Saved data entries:
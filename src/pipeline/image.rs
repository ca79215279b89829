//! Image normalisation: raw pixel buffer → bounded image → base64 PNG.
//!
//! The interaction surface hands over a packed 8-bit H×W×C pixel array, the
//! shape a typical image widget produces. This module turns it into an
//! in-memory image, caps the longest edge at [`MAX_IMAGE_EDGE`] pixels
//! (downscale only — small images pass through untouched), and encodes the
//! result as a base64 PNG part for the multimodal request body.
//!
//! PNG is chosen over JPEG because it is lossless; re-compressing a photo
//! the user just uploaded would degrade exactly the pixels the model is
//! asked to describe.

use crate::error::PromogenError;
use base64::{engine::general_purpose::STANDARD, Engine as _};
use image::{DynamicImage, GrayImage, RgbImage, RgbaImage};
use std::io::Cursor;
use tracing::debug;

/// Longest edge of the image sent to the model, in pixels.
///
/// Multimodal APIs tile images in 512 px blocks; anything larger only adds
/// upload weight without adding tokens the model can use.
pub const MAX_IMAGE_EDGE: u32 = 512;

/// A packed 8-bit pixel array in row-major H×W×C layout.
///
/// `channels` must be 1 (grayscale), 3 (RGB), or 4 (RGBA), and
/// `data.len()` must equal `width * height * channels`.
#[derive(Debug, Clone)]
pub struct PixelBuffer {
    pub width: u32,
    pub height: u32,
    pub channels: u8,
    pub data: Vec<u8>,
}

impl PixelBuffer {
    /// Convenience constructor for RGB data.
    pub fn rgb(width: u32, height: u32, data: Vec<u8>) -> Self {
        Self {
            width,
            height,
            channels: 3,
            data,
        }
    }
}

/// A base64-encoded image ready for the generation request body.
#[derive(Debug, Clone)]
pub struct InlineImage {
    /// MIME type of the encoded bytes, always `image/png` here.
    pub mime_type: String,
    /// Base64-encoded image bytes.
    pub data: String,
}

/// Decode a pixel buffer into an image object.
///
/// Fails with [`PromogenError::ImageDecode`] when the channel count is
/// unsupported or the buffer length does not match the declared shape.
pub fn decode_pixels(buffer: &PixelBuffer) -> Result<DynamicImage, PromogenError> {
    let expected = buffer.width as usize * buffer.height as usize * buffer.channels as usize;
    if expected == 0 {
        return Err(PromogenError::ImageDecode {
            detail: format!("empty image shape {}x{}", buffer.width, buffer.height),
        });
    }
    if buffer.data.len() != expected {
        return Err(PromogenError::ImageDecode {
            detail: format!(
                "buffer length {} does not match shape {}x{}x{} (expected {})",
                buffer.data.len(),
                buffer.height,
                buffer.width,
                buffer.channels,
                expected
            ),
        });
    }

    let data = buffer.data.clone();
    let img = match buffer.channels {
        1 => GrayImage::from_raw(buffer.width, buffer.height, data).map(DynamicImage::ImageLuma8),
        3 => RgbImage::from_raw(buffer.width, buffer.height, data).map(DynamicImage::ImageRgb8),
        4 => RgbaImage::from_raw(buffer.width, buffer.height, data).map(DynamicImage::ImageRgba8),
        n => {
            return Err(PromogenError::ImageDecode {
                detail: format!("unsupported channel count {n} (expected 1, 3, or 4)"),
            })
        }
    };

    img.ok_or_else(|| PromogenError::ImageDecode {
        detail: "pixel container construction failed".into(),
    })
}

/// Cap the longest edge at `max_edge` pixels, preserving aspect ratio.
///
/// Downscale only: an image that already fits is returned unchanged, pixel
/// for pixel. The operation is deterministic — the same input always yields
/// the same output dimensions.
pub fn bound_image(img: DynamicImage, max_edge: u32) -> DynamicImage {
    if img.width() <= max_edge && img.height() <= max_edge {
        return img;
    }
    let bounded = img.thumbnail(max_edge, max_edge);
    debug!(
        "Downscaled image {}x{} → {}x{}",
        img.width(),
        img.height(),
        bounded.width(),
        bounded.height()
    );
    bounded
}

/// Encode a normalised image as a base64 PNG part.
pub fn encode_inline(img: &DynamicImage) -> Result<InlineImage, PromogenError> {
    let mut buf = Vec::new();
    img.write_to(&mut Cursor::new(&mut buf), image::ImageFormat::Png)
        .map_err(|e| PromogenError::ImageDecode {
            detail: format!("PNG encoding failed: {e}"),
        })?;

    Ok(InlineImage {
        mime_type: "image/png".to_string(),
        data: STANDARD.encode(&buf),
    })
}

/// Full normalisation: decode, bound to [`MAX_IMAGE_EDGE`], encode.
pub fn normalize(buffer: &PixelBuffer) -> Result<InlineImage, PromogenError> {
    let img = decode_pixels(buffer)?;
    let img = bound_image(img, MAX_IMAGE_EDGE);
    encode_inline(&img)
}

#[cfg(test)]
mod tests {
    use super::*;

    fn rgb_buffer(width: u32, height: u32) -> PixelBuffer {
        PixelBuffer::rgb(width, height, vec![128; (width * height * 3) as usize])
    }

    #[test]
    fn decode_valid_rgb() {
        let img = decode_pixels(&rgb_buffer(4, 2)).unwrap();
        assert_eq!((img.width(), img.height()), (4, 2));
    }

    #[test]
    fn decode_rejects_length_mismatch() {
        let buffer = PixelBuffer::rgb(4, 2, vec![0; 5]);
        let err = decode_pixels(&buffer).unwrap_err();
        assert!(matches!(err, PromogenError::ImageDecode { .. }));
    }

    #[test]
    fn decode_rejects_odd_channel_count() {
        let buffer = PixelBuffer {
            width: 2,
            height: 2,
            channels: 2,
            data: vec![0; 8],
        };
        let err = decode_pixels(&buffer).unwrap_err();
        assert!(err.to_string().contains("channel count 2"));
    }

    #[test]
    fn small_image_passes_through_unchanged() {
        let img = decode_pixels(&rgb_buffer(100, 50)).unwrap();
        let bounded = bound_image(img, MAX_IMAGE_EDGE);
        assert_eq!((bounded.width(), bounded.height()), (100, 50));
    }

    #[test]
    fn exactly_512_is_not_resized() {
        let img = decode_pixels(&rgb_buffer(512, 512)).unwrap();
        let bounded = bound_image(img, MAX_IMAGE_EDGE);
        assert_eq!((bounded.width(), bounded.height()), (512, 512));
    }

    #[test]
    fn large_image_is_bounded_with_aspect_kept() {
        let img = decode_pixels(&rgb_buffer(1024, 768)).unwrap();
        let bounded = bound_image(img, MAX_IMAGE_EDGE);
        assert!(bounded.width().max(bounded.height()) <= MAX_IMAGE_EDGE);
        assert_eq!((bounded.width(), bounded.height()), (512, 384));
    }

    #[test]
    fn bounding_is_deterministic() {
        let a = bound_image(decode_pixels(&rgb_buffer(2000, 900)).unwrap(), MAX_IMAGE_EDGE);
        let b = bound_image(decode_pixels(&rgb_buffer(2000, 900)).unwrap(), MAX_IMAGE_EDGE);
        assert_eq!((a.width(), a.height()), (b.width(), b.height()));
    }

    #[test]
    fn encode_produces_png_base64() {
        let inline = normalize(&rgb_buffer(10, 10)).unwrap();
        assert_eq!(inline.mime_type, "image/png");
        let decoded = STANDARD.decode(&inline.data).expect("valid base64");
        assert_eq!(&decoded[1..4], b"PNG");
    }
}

What to produce
Copy exactly the lines above, starting at the opening line and finishing at the line in which "larger only adds" occurs.

Answer
filename src/pipeline/image.rs
repository ca79215279b89829
//! Image normalisation: raw pixel buffer → bounded image → base64 PNG.
//!
//! The interaction surface hands over a packed 8-bit H×W×C pixel array, the
//! shape a typical image widget produces. This module turns it into an
//! in-memory image, caps the longest edge at [`MAX_IMAGE_EDGE`] pixels
//! (downscale only — small images pass through untouched), and encodes the
//! result as a base64 PNG part for the multimodal request body.
//!
//! PNG is chosen over JPEG because it is lossless; re-compressing a photo
//! the user just uploaded would degrade exactly the pixels the model is
//! asked to describe.

use crate::error::PromogenError;
use base64::{engine::general_purpose::STANDARD, Engine as _};
use image::{DynamicImage, GrayImage, RgbImage, RgbaImage};
use std::io::Cursor;
use tracing::debug;

/// Longest edge of the image sent to the model, in pixels.
///
/// Multimodal APIs tile images in 512 px blocks; anything larger only adds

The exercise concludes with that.